The High Cost of Twerking

The High Cost of Twerking September 3, 2013

Confession: I’m a middle age white guy.  I don’t know a Twerk from Tweak.  I didn’t watch Miley Cyrus’ performance on the Video Music Awards nor did I go to youtube to see what all the commotion was about (nor did I want to).  (My big entertainment excitement comes when Barry Manilow appears live at the White House 4th of July special on PBS!)  But all the buzz about Miley’s Twerk serves as a provocative metaphor for the continued sexualization of our daughters and the high cost to them…and to our boys…and to our culture.

Our girls are growing up in a schizophrenic world. 

On the one hand—for over 40 years great-grandmas, grandmas, and moms, along with their great-grandpas, grandpas, and dads, have worked hard to ensure that their girls grow up to live out their full potential—in the language of the church–as the Image of God female.  To live out their purpose.  To be whatever they believed God was calling them to be.

My wife is an inheritor of that movement.  From the time she was a little girl she wanted to be a nurse.  That calling shaped her school years and shortly before we married, she was “pinned” as an RN.  She worked in the nursing home field for a few years when a new calling grabbed her—the calling to be a full time mom.  Once our kids were in their early teens, she joined the worship team at our congregation and worked full time for years in the church.  Now, she’s living out a new call—being a grandma!

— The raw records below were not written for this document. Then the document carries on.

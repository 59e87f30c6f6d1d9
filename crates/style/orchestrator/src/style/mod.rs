//! Cascade resolution and the shared baseline cache.
//!
//! The cascade turns matched rules, the inline rule and inline overrides into a
//! [`crate::style_model::ComputedStyle`]. Baselines (everything but the inline layers) are
//! shared between elements with the same parent style and matched rules.

mod baseline;
pub mod cascade;

pub use baseline::BaselineCache;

My daughter is an inheritor of that movement.  Since she was a little girl she wanted to change the world.  At first she thought she could do that through Marine Biology.  Then she wanted to change the world by working in the area of human rights, particularly focusing on the rights of women.  She went to college in London, England, and was mentored by a teacher who poured his passion for human rights into her.  She went on to get a Masters in human rights law and eventually a law degree from the University of Minnesota in human rights.  (It wasn’t that long ago that men made up the majority of lawyers.  Today—women are the majority of law students.).  She got the law degree to give her the street cred she needed to carry out her passion of bringing hope to those without hope.  One of her current projects is working with at risk youth in a local neighborhood (along with raising her son along with her husband).

Women like Hillary Clinton, Condoleezza Rice, Marissa Mayer (Yahoo) and Sheryl Sandberg (Facebook) model the hopes and dreams we have for our girls—to chase their passions and dreams and positively impact the world.

On the other hand—there’s Miley…who represents the growing sexualization of our girls, a sexualization that comes at a high price.

It comes at a high price for our daughters: Sexualization always enslaves our girls to their appearance, their bodies, cultural approval, crassness, and ultimately immaturity.  It demeans and devalues them and forces them to live on the surface of life rather than in the meaningful depths of life.  Twerking (my metaphor for the sexualization of girls) makes girls into objects rather than women.  Sexualized girls/women can never live with confidence.  They always live in fear—fear of the moment when their “twerking” will no longer make them attractive to others.  They may momentarily “gain the world,” but in the end they risk losing their souls.

It comes at a high price for our boys.  We’re trying to teach our boys to treat girls with dignity and respect.  To treat them as equals.  But when the girls they are supposed to respect flaunt their twerks, dress like underage prostitutes and act like trashy teases, boys don’t know what to do.  No wonder so many young men are turning their backs on human relationships and turning to virtual ones.  At least with virtual relationships the rules and boundaries are constant.

And twerking comes at a high cost to society.  It is society that largely sexualizes our daughters.  And that sexualization seems to be sending confusing, and damning messages.

Joanne Bamberger, in her USA editorial, The Verdict on Hannah and the Montana Judge, sees a link between the over-sexualization of our girls and some of the appalling verdicts handed down in cases of rape against minors, where the minors were judged to be “in control of the situation.”  You can decide for yourself is she makes her case or not.  Regardless, a society that demeans its girls by turning them into sexual objects, and that encourages girls to sexualize themselves as a way to experience empowered womanhood, is a society that will implode on itself.

Miley’s twerk brought an outpouring of disgust and anger from a lot of people.  It also provoked deep sadness in many of us who care deeply about our girls and our boys.  While Miley is responsible for her actions, she is also a product of her business and her culture.  So perhaps her twerking can serve as not just another moment of outrage at what we are doing to our girls, our boys, and our culture, but as a moment that launches a movement to reclaim our daughters and sons with a vision for good, healthy, gracious manhood and womanhood.